File: dispatching.rst

package info (click to toggle)
numba 0.61.2%2Bdfsg-2
links: PTS, VCS
area: main
in suites: sid
size: 17,316 kB
sloc: python: 211,580; ansic: 15,233; cpp: 6,544; javascript: 424; sh: 322; makefile: 173
file content (267 lines) | stat: -rw-r--r-- 11,928 bytes
parent folder | download | duplicates (6)

=======================
Polymorphic dispatching
=======================

Functions compiled using :func:`~numba.jit` or :func:`~numba.vectorize`
are open-ended: they can be called with many different input types and
have to select (possibly compile on-the-fly) the right low-level
specialization.  We hereby explain how this mechanism is implemented.


Requirements
============

JIT-compiled functions can take several arguments and each of them is
taken into account when selecting a specialization.  Thus it is a
form of multiple dispatch, more complex than single dispatch.

Each argument weighs in the selection based on its :ref:`Numba type
<numba-types>`.  Numba types are often more granular than Python types:
for example, Numba types Numpy arrays differently depending on their
dimensionality and their layout (C-contiguous, etc.).

Once a Numba type is inferred for each argument, a specialization must
be chosen amongst the available ones; or, if not suitable specialization
is found, a new one must be compiled.  This is not a trivial decision:
there can be multiple specializations compatible with a given concrete
signature (for example, say a two-argument function has compiled
specializations for ``(float64, float64)`` and ``(complex64, complex64)``,
and it is called with ``(float32, float32)``).

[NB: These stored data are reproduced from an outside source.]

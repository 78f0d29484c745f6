//! Batch analysis across files
//!
//! Per-file analysis is a pure function of the file text and the read-only
//! [`Analyzer`], so a batch fans out over a rayon pool with no locking. Each
//! file runs under a wall-clock budget on its own worker thread; a file that
//! blows the budget is reported with the dedicated `timeout` record and
//! never with partial results. One bad file, unreadable or unparseable,
//! never stops the rest of the batch.

use rayon::prelude::*;
use serde::Serialize;
use std::path::{Path, PathBuf};
use std::sync::mpsc;
use std::sync::Arc;
use std::time::Duration;

use crate::analyzer::{timed_out_result, AnalysisResult, Analyzer};
use crate::diagnostics::{Diagnostic, Guard, Severity};

/// Outcome for one file in a batch.
#[derive(Debug, Clone, Serialize)]
pub struct FileReport {
    pub path: PathBuf,
    pub timed_out: bool,
    #[serde(flatten)]
    pub result: AnalysisResult,
}

/// Expand files and directories into the sorted list of `.py` files to
/// analyze, skipping configured directory names.
pub fn discover(paths: &[PathBuf], ignore_dirs: &[String]) -> Vec<PathBuf> {
    let mut files = Vec::new();
    for path in paths {
        if path.is_file() {
            files.push(path.clone());
            continue;
        }
        let walk = walkdir::WalkDir::new(path)
            .into_iter()
            .filter_entry(|entry| {
                !(entry.file_type().is_dir() && is_ignored(entry.path(), ignore_dirs))
            });
        for entry in walk {
            let entry = match entry {
                Ok(entry) => entry,
                Err(e) => {
                    tracing::warn!("skipping unreadable path: {e}");
                    continue;
                }
            };
            if entry.file_type().is_file()
                && entry.path().extension().is_some_and(|ext| ext == "py")
            {
                files.push(entry.into_path());
            }
        }
    }
    files.sort();
    files.dedup();
    files
}

fn is_ignored(path: &Path, ignore_dirs: &[String]) -> bool {
    path.file_name()
        .and_then(|name| name.to_str())
        .map(|name| ignore_dirs.iter().any(|dir| dir == name))
        .unwrap_or(false)
}

/// Analyze a batch of files in parallel. Always returns one report per input
/// file, in input order.
pub fn analyze_files(analyzer: &Arc<Analyzer>, files: &[PathBuf]) -> Vec<FileReport> {
    files
        .par_iter()
        .map(|path| analyze_one(Arc::clone(analyzer), path))
        .collect()
}

fn analyze_one(analyzer: Arc<Analyzer>, path: &Path) -> FileReport {
    let source = match std::fs::read_to_string(path) {
        Ok(source) => source,
        Err(e) => {
            // Unreadable or non-UTF-8 input is an unparseable file.
            return FileReport {
                path: path.to_path_buf(),
                timed_out: false,
                result: AnalysisResult {
                    diagnostics: vec![Diagnostic::new(
                        Guard::Parse,
                        Severity::Critical,
                        1,
                        format!("file could not be read: {e}"),
                    )],
                    parse_error: Some(e.to_string()),
                },
            };
        }
    };

    let budget = analyzer.timeout();
    match run_with_timeout(analyzer, source, budget) {
        Some(result) => FileReport {
            path: path.to_path_buf(),
            timed_out: false,
            result,
        },
        None => FileReport {
            path: path.to_path_buf(),
            timed_out: true,
            result: timed_out_result(budget),
        },
    }
}

/// Run one file's analysis under a wall-clock budget. A budget of zero
/// disables the limit. The worker thread is detached on timeout; analysis is
/// CPU-bound and side-effect free, so an abandoned worker finishes (or keeps
/// spinning on a pathological input) without affecting any report.
pub(crate) fn run_with_timeout(
    analyzer: Arc<Analyzer>,
    source: String,
    budget: Duration,
) -> Option<AnalysisResult> {
    if budget.is_zero() {
        return Some(analyzer.analyze(&source));
    }
    let (tx, rx) = mpsc::channel();
    std::thread::spawn(move || {
        let _ = tx.send(analyzer.analyze(&source));
    });
    rx.recv_timeout(budget).ok()
}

Therefore, there are two crucial steps in the dispatch mechanism:

1. infer the Numba types of the concrete arguments
2. select the best available specialization (or choose to compile a new one)
   for the inferred Numba types

Compile-time vs. run-time
-------------------------

This document discusses dispatching when it is done at runtime, i.e.
when a JIT-compiled function is called from pure Python.  In that context,
performance is important.  To stay in the realm of normal function call
overhead in Python, the overhead of dispatching should stay under a
microsecond.  Of course, *the faster the better*...

When a JIT-compiled function is called from another JIT-compiled
function (in :term:`nopython mode`), the polymorphism is resolved at
compile-time, using a non-performance critical mechanism, bearing zero
runtime performance overhead.

.. note::
   In practice, the performance-critical parts described here are coded in C.


Type resolution
===============

The first step is therefore to infer, at call-time, a Numba type for each
of the function's concrete arguments.  Given the finer granularity of
Numba types compared to Python types, one cannot simply lookup an object's
class and key a dictionary with it to obtain the corresponding Numba type.

Instead, there is a machinery to inspect the object and, based on its
Python type, query various properties to infer the appropriate Numba
type.  This can be more or less complex: for example, a Python ``int``
argument will always infer to a Numba ``intp`` (a pointer-sized integer),
but a Python ``tuple`` argument can infer to multiple Numba types (depending
on the tuple's size and the concrete type of each of its elements).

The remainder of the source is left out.